Data:
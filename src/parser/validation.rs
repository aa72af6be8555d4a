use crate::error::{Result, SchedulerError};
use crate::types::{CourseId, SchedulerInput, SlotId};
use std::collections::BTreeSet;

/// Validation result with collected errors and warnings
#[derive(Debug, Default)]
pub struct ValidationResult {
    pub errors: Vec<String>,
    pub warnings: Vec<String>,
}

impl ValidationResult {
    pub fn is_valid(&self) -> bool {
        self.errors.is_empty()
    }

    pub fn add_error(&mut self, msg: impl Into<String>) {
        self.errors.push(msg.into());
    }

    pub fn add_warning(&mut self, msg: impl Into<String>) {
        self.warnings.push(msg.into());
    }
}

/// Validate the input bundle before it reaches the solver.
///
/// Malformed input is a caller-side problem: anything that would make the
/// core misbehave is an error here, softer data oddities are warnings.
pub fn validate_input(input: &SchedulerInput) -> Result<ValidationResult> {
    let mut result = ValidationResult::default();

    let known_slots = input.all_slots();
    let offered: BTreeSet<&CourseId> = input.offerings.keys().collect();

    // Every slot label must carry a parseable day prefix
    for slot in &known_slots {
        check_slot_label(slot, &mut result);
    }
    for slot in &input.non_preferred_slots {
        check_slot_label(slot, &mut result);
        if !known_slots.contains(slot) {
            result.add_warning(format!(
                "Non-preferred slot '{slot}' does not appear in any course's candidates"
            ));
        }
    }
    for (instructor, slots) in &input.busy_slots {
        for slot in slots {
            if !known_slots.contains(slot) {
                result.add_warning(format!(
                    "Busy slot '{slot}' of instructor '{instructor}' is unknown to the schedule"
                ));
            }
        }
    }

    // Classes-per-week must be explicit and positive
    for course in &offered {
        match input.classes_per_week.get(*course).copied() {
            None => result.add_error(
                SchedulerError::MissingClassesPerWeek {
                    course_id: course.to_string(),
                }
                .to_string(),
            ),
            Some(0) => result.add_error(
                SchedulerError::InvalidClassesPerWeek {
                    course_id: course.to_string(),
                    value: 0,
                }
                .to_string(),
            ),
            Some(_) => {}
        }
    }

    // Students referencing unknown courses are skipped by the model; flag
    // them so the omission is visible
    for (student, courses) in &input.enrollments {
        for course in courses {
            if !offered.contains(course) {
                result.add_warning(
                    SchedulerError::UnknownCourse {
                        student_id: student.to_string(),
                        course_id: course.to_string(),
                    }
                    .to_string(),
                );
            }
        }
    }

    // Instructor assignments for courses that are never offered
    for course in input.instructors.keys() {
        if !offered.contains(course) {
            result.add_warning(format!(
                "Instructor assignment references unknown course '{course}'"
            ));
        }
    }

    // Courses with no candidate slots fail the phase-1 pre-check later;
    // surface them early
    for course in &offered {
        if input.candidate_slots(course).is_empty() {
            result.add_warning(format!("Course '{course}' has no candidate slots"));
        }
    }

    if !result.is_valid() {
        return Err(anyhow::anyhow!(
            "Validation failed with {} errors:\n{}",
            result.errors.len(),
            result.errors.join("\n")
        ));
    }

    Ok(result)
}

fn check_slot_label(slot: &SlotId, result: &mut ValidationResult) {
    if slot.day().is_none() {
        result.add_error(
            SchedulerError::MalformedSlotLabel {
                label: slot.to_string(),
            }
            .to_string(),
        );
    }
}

---

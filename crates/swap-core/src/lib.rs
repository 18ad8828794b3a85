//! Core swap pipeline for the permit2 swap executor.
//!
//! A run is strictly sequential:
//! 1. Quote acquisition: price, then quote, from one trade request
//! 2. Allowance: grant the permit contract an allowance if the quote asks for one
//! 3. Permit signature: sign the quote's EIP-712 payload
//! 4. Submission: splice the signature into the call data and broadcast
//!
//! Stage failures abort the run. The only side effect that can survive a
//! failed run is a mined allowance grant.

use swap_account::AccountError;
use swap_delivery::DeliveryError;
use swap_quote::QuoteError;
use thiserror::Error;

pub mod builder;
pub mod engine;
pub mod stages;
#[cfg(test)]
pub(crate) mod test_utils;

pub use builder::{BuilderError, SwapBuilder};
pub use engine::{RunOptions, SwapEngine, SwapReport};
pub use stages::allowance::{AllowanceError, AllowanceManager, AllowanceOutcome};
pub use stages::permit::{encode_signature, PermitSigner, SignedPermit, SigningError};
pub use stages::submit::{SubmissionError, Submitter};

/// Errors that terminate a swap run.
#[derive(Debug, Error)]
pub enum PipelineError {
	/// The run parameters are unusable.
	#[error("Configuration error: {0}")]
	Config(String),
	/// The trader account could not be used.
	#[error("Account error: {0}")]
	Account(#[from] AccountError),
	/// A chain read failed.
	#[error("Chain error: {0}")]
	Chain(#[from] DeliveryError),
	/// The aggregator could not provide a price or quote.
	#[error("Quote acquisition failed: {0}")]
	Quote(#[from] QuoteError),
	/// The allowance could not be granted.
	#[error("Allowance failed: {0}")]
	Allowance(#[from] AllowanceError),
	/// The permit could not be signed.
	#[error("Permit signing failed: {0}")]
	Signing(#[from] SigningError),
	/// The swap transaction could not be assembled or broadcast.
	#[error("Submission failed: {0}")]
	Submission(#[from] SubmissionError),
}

* * *

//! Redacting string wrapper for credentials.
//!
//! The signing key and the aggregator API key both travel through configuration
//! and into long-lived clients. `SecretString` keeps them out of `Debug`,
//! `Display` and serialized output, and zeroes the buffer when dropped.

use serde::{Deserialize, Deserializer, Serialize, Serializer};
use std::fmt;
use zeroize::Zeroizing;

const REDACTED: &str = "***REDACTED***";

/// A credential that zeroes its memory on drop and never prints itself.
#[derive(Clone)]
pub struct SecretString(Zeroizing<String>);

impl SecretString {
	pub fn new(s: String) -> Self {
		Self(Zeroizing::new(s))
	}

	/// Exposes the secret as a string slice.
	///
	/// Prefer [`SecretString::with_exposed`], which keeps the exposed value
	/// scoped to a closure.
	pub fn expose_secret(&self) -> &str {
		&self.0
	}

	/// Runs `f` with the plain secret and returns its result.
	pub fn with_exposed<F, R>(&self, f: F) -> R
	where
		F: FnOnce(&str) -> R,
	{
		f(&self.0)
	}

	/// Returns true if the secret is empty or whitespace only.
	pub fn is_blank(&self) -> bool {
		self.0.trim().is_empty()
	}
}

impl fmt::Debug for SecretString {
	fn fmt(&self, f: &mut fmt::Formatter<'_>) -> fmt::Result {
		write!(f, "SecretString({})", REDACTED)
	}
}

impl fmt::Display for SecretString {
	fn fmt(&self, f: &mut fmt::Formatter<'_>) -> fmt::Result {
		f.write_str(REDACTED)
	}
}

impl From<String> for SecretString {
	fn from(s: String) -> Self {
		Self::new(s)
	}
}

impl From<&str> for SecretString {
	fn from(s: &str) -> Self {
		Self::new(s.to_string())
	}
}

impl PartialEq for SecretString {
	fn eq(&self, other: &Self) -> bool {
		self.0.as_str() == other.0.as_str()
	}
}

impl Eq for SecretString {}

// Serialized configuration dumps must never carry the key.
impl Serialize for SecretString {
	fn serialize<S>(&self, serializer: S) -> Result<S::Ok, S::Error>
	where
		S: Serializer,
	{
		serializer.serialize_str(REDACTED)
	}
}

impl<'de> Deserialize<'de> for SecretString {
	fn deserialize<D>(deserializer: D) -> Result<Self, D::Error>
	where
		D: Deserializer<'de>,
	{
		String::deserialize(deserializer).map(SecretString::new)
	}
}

What you should do: Only lines of the data holding the word "bool" go in the answer. Please copy each of them.

Task answer:
    pub fn is_valid(&self) -> bool {
	pub fn is_blank(&self) -> bool {
	fn eq(&self, other: &Self) -> bool {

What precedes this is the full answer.